• [INSTRUCTIONS FOR THE TASK]: Every entry should be transcribed word for word, so that nothing is missing.

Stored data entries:
----

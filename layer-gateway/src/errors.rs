//! Error types for layer-gateway.
//!
//! Remote failures are classified once, at the protocol boundary, into
//! [`ProtocolError`]; everything the session manager and handlers return is a
//! [`GatewayError`], whose [`ErrorKind`] decides the caller-visible status.

use std::io;

use thiserror::Error;

use crate::phone::PhoneNumber;

// ─── ValidationError ──────────────────────────────────────────────────────────

/// Malformed caller input, rejected before any network call.
#[derive(Clone, Debug, Error, PartialEq, Eq)]
pub enum ValidationError {
    #[error("invalid phone number format, must be in E.164 format: {0:?}")]
    Phone(String),
    #[error("invalid verification code: {0}")]
    Code(&'static str),
    #[error("invalid session blob: {0}")]
    SessionBlob(String),
    #[error("invalid Telegram message link: {0}")]
    MessageLink(String),
    #[error("limit must be between {min} and {max}, got {got}")]
    Limit { min: usize, max: usize, got: usize },
    #[error("{0}")]
    Field(String),
}

// ─── ProtocolError ────────────────────────────────────────────────────────────

/// A classified failure reported by the protocol client.
///
/// # Example
/// `FLOOD_WAIT_30` → `ProtocolError::RateLimited { seconds: 30 }`
#[derive(Clone, Debug, Error, PartialEq, Eq)]
pub enum ProtocolError {
    /// Network / I/O failure, or the connection never came up.
    #[error("connection error: {0}")]
    Connection(String),
    /// Remote flood control; retry after `seconds`.
    #[error("too many requests, retry in {seconds} s")]
    RateLimited { seconds: u64 },
    /// Telegram rejected the request with a named RPC error.
    #[error("RPC {code}: {name}")]
    Rejected { code: i32, name: String },
    /// The response could not be interpreted.
    #[error("unexpected response: {0}")]
    Unexpected(String),
}

impl ProtocolError {
    /// Match a [`ProtocolError::Rejected`] name, with optional wildcard prefix/suffix `'*'`.
    ///
    /// # Examples
    /// - `err.is("PHONE_NUMBER_BANNED")`: exact match
    /// - `err.is("PHONE_NUMBER_*")`: starts-with match
    /// - `err.is("*_INVALID")`: ends-with match
    pub fn is(&self, pattern: &str) -> bool {
        let Self::Rejected { name, .. } = self else { return false };
        if let Some(prefix) = pattern.strip_suffix('*') {
            name.starts_with(prefix)
        } else if let Some(suffix) = pattern.strip_prefix('*') {
            name.ends_with(suffix)
        } else {
            name == pattern
        }
    }
}

// ─── StoreError ───────────────────────────────────────────────────────────────

/// A credential store write did not durably commit.
#[derive(Debug, Error)]
pub enum StoreError {
    #[error("session store I/O error: {0}")]
    Io(#[from] io::Error),
    #[error("session store serialization error: {0}")]
    Serialize(#[from] serde_json::Error),
    #[error("session store write could not be verified: {0}")]
    Verify(String),
}

// ─── GatewayError ─────────────────────────────────────────────────────────────

/// The error type returned by every session-manager operation and handler.
#[derive(Debug, Error)]
pub enum GatewayError {
    #[error(transparent)]
    InvalidInput(#[from] ValidationError),
    #[error("invalid session blob: {0}")]
    InvalidSessionBlob(String),
    #[error("session not found for {0}, please authenticate first")]
    SessionNotFound(PhoneNumber),
    #[error("no active authentication session found for {0}, please restart the authentication process")]
    NoActiveSession(PhoneNumber),
    #[error("invalid authentication code: {0}")]
    InvalidCode(String),
    #[error("authentication failed: {0}")]
    AuthenticationFailed(String),
    #[error("too many requests, please wait {seconds} seconds")]
    RateLimited { seconds: u64 },
    #[error("failed to connect Telegram client: {0}")]
    ConnectionFailed(String),
    #[error("upstream request failed: {0}")]
    Upstream(String),
    #[error("{0}")]
    NotFound(String),
    #[error("failed to save session information: {0}")]
    Persistence(#[from] StoreError),
    #[error("internal error: {0}")]
    Internal(String),
}

/// Transport-neutral error class, mapped to a status code by the server.
#[derive(Clone, Copy, Debug, PartialEq, Eq)]
pub enum ErrorKind {
    BadRequest,
    NotFound,
    RateLimited,
    Internal,
}

impl GatewayError {
    pub fn kind(&self) -> ErrorKind {
        match self {
            Self::InvalidInput(_)
            | Self::InvalidSessionBlob(_)
            | Self::NoActiveSession(_)
            | Self::InvalidCode(_)
            | Self::AuthenticationFailed(_)
            | Self::ConnectionFailed(_) => ErrorKind::BadRequest,
            Self::SessionNotFound(_) | Self::NotFound(_) => ErrorKind::NotFound,
            Self::RateLimited { .. } => ErrorKind::RateLimited,
            Self::Upstream(_) | Self::Persistence(_) | Self::Internal(_) => ErrorKind::Internal,
        }
    }

    /// Message safe to show to API callers. Internal failures are summarised;
    /// their detail only goes to the server log.
    pub fn public_message(&self) -> String {
        match self {
            Self::Persistence(_) => "Failed to save session information".to_string(),
            Self::Upstream(_)    => "Telegram request failed".to_string(),
            Self::Internal(_)    => "Internal server error".to_string(),
            other                => other.to_string(),
        }
    }

    /// Seconds the caller should wait, for [`GatewayError::RateLimited`].
    pub fn retry_after(&self) -> Option<u64> {
        match self {
            Self::RateLimited { seconds } => Some(*seconds),
            _ => None,
        }
    }
}

impl From<ProtocolError> for GatewayError {
    fn from(e: ProtocolError) -> Self {
        match e {
            ProtocolError::Connection(msg)          => Self::ConnectionFailed(msg),
            ProtocolError::RateLimited { seconds }  => Self::RateLimited { seconds },
            ref r if r.is("PHONE_NUMBER_*")         => Self::InvalidInput(ValidationError::Field(
                format!("phone number rejected by Telegram: {r}"),
            )),
            other                                   => Self::Upstream(other.to_string()),
        }
    }
}

// ─── Tests ────────────────────────────────────────────────────────────────────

----

• [OUTPUT BELOW]:
filename layer-gateway/src/errors.rs
//! Error types for layer-gateway.
//!
//! Remote failures are classified once, at the protocol boundary, into
//! [`ProtocolError`]; everything the session manager and handlers return is a
//! [`GatewayError`], whose [`ErrorKind`] decides the caller-visible status.

use std::io;

use thiserror::Error;

use crate::phone::PhoneNumber;

// ─── ValidationError ──────────────────────────────────────────────────────────

/// Malformed caller input, rejected before any network call.
#[derive(Clone, Debug, Error, PartialEq, Eq)]
pub enum ValidationError {
    #[error("invalid phone number format, must be in E.164 format: {0:?}")]
    Phone(String),
    #[error("invalid verification code: {0}")]
    Code(&'static str),
    #[error("invalid session blob: {0}")]
    SessionBlob(String),
    #[error("invalid Telegram message link: {0}")]
    MessageLink(String),
    #[error("limit must be between {min} and {max}, got {got}")]
    Limit { min: usize, max: usize, got: usize },
    #[error("{0}")]
    Field(String),
}

// ─── ProtocolError ────────────────────────────────────────────────────────────

/// A classified failure reported by the protocol client.
///
/// # Example
/// `FLOOD_WAIT_30` → `ProtocolError::RateLimited { seconds: 30 }`
#[derive(Clone, Debug, Error, PartialEq, Eq)]
pub enum ProtocolError {
    /// Network / I/O failure, or the connection never came up.
    #[error("connection error: {0}")]
    Connection(String),
    /// Remote flood control; retry after `seconds`.
    #[error("too many requests, retry in {seconds} s")]
    RateLimited { seconds: u64 },
    /// Telegram rejected the request with a named RPC error.
    #[error("RPC {code}: {name}")]
    Rejected { code: i32, name: String },
    /// The response could not be interpreted.
    #[error("unexpected response: {0}")]
    Unexpected(String),
}

impl ProtocolError {
    /// Match a [`ProtocolError::Rejected`] name, with optional wildcard prefix/suffix `'*'`.
    ///
    /// # Examples
    /// - `err.is("PHONE_NUMBER_BANNED")`: exact match
    /// - `err.is("PHONE_NUMBER_*")`: starts-with match
    /// - `err.is("*_INVALID")`: ends-with match
    pub fn is(&self, pattern: &str) -> bool {
        let Self::Rejected { name, .. } = self else { return false };
        if let Some(prefix) = pattern.strip_suffix('*') {
            name.starts_with(prefix)
        } else if let Some(suffix) = pattern.strip_prefix('*') {
            name.ends_with(suffix)
        } else {
            name == pattern
        }
    }
}

// ─── StoreError ───────────────────────────────────────────────────────────────

/// A credential store write did not durably commit.
#[derive(Debug, Error)]
pub enum StoreError {
    #[error("session store I/O error: {0}")]
    Io(#[from] io::Error),
    #[error("session store serialization error: {0}")]
    Serialize(#[from] serde_json::Error),
    #[error("session store write could not be verified: {0}")]
    Verify(String),
}

// ─── GatewayError ─────────────────────────────────────────────────────────────

/// The error type returned by every session-manager operation and handler.
#[derive(Debug, Error)]
pub enum GatewayError {
    #[error(transparent)]
    InvalidInput(#[from] ValidationError),
    #[error("invalid session blob: {0}")]
    InvalidSessionBlob(String),
    #[error("session not found for {0}, please authenticate first")]
    SessionNotFound(PhoneNumber),
    #[error("no active authentication session found for {0}, please restart the authentication process")]
    NoActiveSession(PhoneNumber),
    #[error("invalid authentication code: {0}")]
    InvalidCode(String),
    #[error("authentication failed: {0}")]
    AuthenticationFailed(String),
    #[error("too many requests, please wait {seconds} seconds")]
    RateLimited { seconds: u64 },
    #[error("failed to connect Telegram client: {0}")]
    ConnectionFailed(String),
    #[error("upstream request failed: {0}")]
    Upstream(String),
    #[error("{0}")]
    NotFound(String),
    #[error("failed to save session information: {0}")]
    Persistence(#[from] StoreError),
    #[error("internal error: {0}")]
    Internal(String),
}

/// Transport-neutral error class, mapped to a status code by the server.
#[derive(Clone, Copy, Debug, PartialEq, Eq)]
pub enum ErrorKind {
    BadRequest,
    NotFound,
    RateLimited,
    Internal,
}

impl GatewayError {
    pub fn kind(&self) -> ErrorKind {
        match self {
            Self::InvalidInput(_)
            | Self::InvalidSessionBlob(_)
            | Self::NoActiveSession(_)
            | Self::InvalidCode(_)
            | Self::AuthenticationFailed(_)
            | Self::ConnectionFailed(_) => ErrorKind::BadRequest,
            Self::SessionNotFound(_) | Self::NotFound(_) => ErrorKind::NotFound,
            Self::RateLimited { .. } => ErrorKind::RateLimited,
            Self::Upstream(_) | Self::Persistence(_) | Self::Internal(_) => ErrorKind::Internal,
        }
    }

    /// Message safe to show to API callers. Internal failures are summarised;
    /// their detail only goes to the server log.
    pub fn public_message(&self) -> String {
        match self {
            Self::Persistence(_) => "Failed to save session information".to_string(),
            Self::Upstream(_)    => "Telegram request failed".to_string(),
            Self::Internal(_)    => "Internal server error".to_string(),
            other                => other.to_string(),
        }
    }

    /// Seconds the caller should wait, for [`GatewayError::RateLimited`].
    pub fn retry_after(&self) -> Option<u64> {
        match self {
            Self::RateLimited { seconds } => Some(*seconds),
            _ => None,
        }
    }
}

impl From<ProtocolError> for GatewayError {
    fn from(e: ProtocolError) -> Self {
        match e {
            ProtocolError::Connection(msg)          => Self::ConnectionFailed(msg),
            ProtocolError::RateLimited { seconds }  => Self::RateLimited { seconds },
            ref r if r.is("PHONE_NUMBER_*")         => Self::InvalidInput(ValidationError::Field(
                format!("phone number rejected by Telegram: {r}"),
            )),
            other                                   => Self::Upstream(other.to_string()),
        }
    }
}

// ─── Tests ────────────────────────────────────────────────────────────────────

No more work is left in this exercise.